Chtonerpeton indistinctum


Siphnops paulensis



    Among vertebrates, amphibians have the greatest diversity in their modes of reproduction.  Fertilization can be internal (occurring inside the female’s body) or external (occurring outside the female’s body) after both the male and female have released their gametes.  Most salamanders use internal fertilization and females pick up packets of sperm (called spermatophores) with their cloacal lips.  Females can often store sperm inside their bodies for a certain period.  In two North American species of salamander, the sperm simply activate the process of reproduction but do not contribute genetic information.  Most frogs reproduce through external fertilization.  Caecilians utilize internal fertilization with the inverted cloaca of males functioning as an intromittent organ (functionally equivalent to the penis).  Many caecilians lay eggs which are guarded by the female.  About half the caecilians give live birth and may use uterine secretions (“milk”) to feed their offspring.
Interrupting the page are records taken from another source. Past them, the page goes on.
pub mod list;
pub mod name;
pub mod plan;
pub mod synth;

use clap::Subcommand;

#[derive(Subcommand)]
pub(crate) enum Commands {
    /// Compose all stacks and print the assembly manifest
    Synth(synth::SynthCommand),

    /// List stacks in deployment order
    List(list::ListCommand),

    /// Show deployment waves, stacks of one wave can be deployed in parallel
    Plan(plan::PlanCommand),

    /// Print a resource name following the naming convention
    Name(name::NameCommand),
}
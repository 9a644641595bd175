use crate::config::Global;
use crate::error::Error;
use crate::runner::{Runnable, Runner};
use crate::writer::Writer;
use common::config::DEFAULT_ENVIRONMENT;
use common::context::keys;
use common::naming::DELIMITER;
use common::{Naming, ToolVariant};
use serde_json::json;

#[derive(clap::Args, Clone)]
pub(crate) struct NameCommand {
    /// Resource type, e.g. stack, role, bucket
    resource_type: String,

    /// What the resource is for, e.g. iam
    purpose: String,

    /// Sequence number, for resources of the same type and purpose
    sequence: Option<u32>,

    /// Prefix with a CI/CD tool (github, gitlab, codepipeline)
    #[arg(short, long)]
    tool: Option<ToolVariant>,
}

impl NameCommand {
    fn name(&self, environment: &str) -> String {
        let name = Naming::new(environment).resource_name(
            &self.resource_type,
            &self.purpose,
            self.sequence,
        );

        match self.tool {
            Some(tool) => format!("{tool}{DELIMITER}{name}"),
            None => name,
        }
    }
}

impl Runnable for NameCommand {
    fn runner<'a>(&self, global: &'a Global, writer: &'a Writer) -> impl Runner + 'a {
        NameRunner {
            command: self.clone(),
            global,
            writer,
        }
    }
}

struct NameRunner<'a> {
    command: NameCommand,
    global: &'a Global,
    writer: &'a Writer,
}

impl Runner for NameRunner<'_> {
    /// Only the environment is resolved, optional stacks are not validated
    fn run(&mut self) -> Result<(), Error> {
        let context = self.context(self.global)?;
        let name = self
            .command
            .name(context.get_or(keys::ENVIRONMENT, DEFAULT_ENVIRONMENT));

        if self.writer.is_structured() {
            return self.writer.json(&json!({ "name": name }));
        }

        self.writer.text(&format!("{name}\n"))
    }
}

#[cfg(test)]
mod tests {
    use super::*;

    fn command(sequence: Option<u32>, tool: Option<ToolVariant>) -> NameCommand {
        NameCommand {
            resource_type: "stack".into(),
            purpose: "iam".into(),
            sequence,
            tool,
        }
    }

    #[test]
    fn plain_name() {
        assert_eq!(
            command(None, None).name("local"),
            "cicd-comparison-local-stack-iam"
        );
    }

    #[test]
    fn environment_comes_from_context() {
        let dir = tempfile::tempdir().unwrap();
        let global = Global::with_context_file(dir.path(), "environment = \"staging\"", true);
        let writer = Writer::capturing(true);

        command(None, Some(ToolVariant::GitHub))
            .runner(&global, &writer)
            .run()
            .unwrap();

        assert_eq!(
            writer.captured_output(),
            "{\"name\":\"github-cicd-comparison-staging-stack-iam\"}\n"
        );
    }

    #[test]
    fn tool_prefix_and_sequence() {
        assert_eq!(
            command(Some(3), Some(ToolVariant::GitLab)).name("prod"),
            "gitlab-cicd-comparison-prod-stack-iam-3"
        );
    }
}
     Many amphibians do not undergo an aquatic larval stage.  The majority of salamanders and some frogs (typically in tropical regions) undergo direct development in which the larval stage matures inside the egg and the hatchlings resemble small adults.  Metamorphosis is not as dramatic in salamanders as it is in frogs since the larval salamanders are very similar to the adults in their overall form.   Salamander larvae lose their external gills and undergo a few internal changes to adapt to life on land.  Many salamanders paedomorphic, retaining larval characteristics (such as external gills) as adults. 

     In frogs, the tadpole larvae are very different from the adults.  As tadpoles mature into adults, the tail is reabsorbed, the larval teeth is shed, the mouth becomes much wider, and the long intestine (which is needed to digest the plant material that makes up a significant amount of a tadpole’s diet) is reduced and may stretch only 15% of its original length. 

The hormones prolactin and thyroxine are important mediators of amphibian metamorphosis.  Some desert toads exist as tadpoles for as few as 8 days, other species of frog (such as bullfrogs) may spend 2 years in their tadpole stage.